Whether an insured is entitled to insurance benefits is a two-part inquiry. Heniser v. Frankenmuth Mut. Ins., 449 Mich. 155, 172 (1995). The first question asks whether the policy “provides coverage to the insured.” Id. In the event it does, the second question asks whether some form of exclusion precludes coverage. Id. The insured carries the burden of demonstrating that the policy covers the claims. Id. The insurer “has the burden to prove that one of the policy's exclusions applies.” Auto Owners Ins. Co. v. Seils, 310 Mich.App. 132, 146 (2015); see also Hunt v. Drielick, 496 Mich. 366, 373 (2014).
B. Global Did Not Satisfy the Policy's Notice Provision
Underwriters' insurance policy covers “any claim first made against [Global] and reported to Underwriters during the Policy Period or Extended Reporting Period, . . . caused by any negligent act, error or omission of [Global] . . . as a Transportation Intermediary or Customs Broker.” (ECF No. 47-2, PageID.1395).
A claim is “first made against [Global] at the earliest of the following: . . . [o]n the date when [Global provides] written notice in accordance with Conditions, Item 6, of an act, error or omission that may result in a claim being made against [Global].” (Id.) (emphasis in original). Item 6 of the policy's conditions is entitled “Insured's duties in the event of incident, claim, or suit.” (Id., PageID.1400) (emphasis added). It imposes a continuing obligation on Global to notify Underwriters of a “claim” or “suit” against Global “as soon as practical, but in any event no later than 60 days after the end of the policy period, or extended reporting period, if purchased.” (Id., PageID.1401).

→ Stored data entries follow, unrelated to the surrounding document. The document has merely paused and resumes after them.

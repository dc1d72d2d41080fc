//! Streaming configuration (per-planet tunables).

use serde::{Deserialize, Serialize};

use crate::core::error::Error;
use crate::core::types::Result;

/// Tunables for the surface streamer.
///
/// Budgets are per `update` call and bound the rendering thread's worst-case
/// cost regardless of how much background work completed.
#[derive(Clone, Debug, Serialize, Deserialize)]
pub struct StreamerConfig {
    /// Load radius around the viewer, in chunk units (Euclidean).
    pub load_radius: i32,
    /// Max load requests handed to the background pool per update.
    pub max_dispatch_per_update: usize,
    /// Max geometry builds per update.
    pub max_builds_per_update: usize,
    /// Max vegetation (and, separately, structure) passes per update.
    pub max_placements_per_update: usize,
    /// Seconds a chunk may sit outside the desired set before disposal.
    pub eviction_grace: f32,
    /// Background worker count for heightfield generation.
    pub workers: usize,
}

impl Default for StreamerConfig {
    fn default() -> Self {
        Self {
            load_radius: 4,
            max_dispatch_per_update: 2,
            max_builds_per_update: 2,
            max_placements_per_update: 1,
            eviction_grace: 3.0,
            workers: 2,
        }
    }
}

impl StreamerConfig {
    /// Reject configurations that would stall or livelock the streamer.
    pub fn validate(&self) -> Result<()> {
        if self.load_radius < 1 {
            return Err(Error::Config("load_radius must be at least 1".into()));
        }
        if self.max_dispatch_per_update == 0 || self.max_builds_per_update == 0 {
            return Err(Error::Config("per-update budgets must be nonzero".into()));
        }
        if self.workers == 0 {
            return Err(Error::Config("worker count must be nonzero".into()));
        }
        if !self.eviction_grace.is_finite() || self.eviction_grace < 0.0 {
            return Err(Error::Config("eviction_grace must be a non-negative number".into()));
        }
        Ok(())
    }
}
//! Core type aliases and re-exports

pub use glam::{
    Vec2, Vec3, Vec4,
    Mat3, Mat4,
    IVec2,
};

/// Standard Result type for the engine
pub type Result<T> = std::result::Result<T, crate::core::error::Error>;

The policy makes clear that “[n]o action shall lie against Underwriters unless [Global] shall have fully complied with all the terms of the Policy . . .” (Id., PageID.1402).
The import of these contractual terms is straightforward. Because Global never notified Underwriters about the State Court Action - or the resulting default judgment - Global breached Item 6 of the policy's conditions. “No action” may now “lie against Underwriters” for insurance coverage since Global did not “fully compl[y] with all” the policy's terms.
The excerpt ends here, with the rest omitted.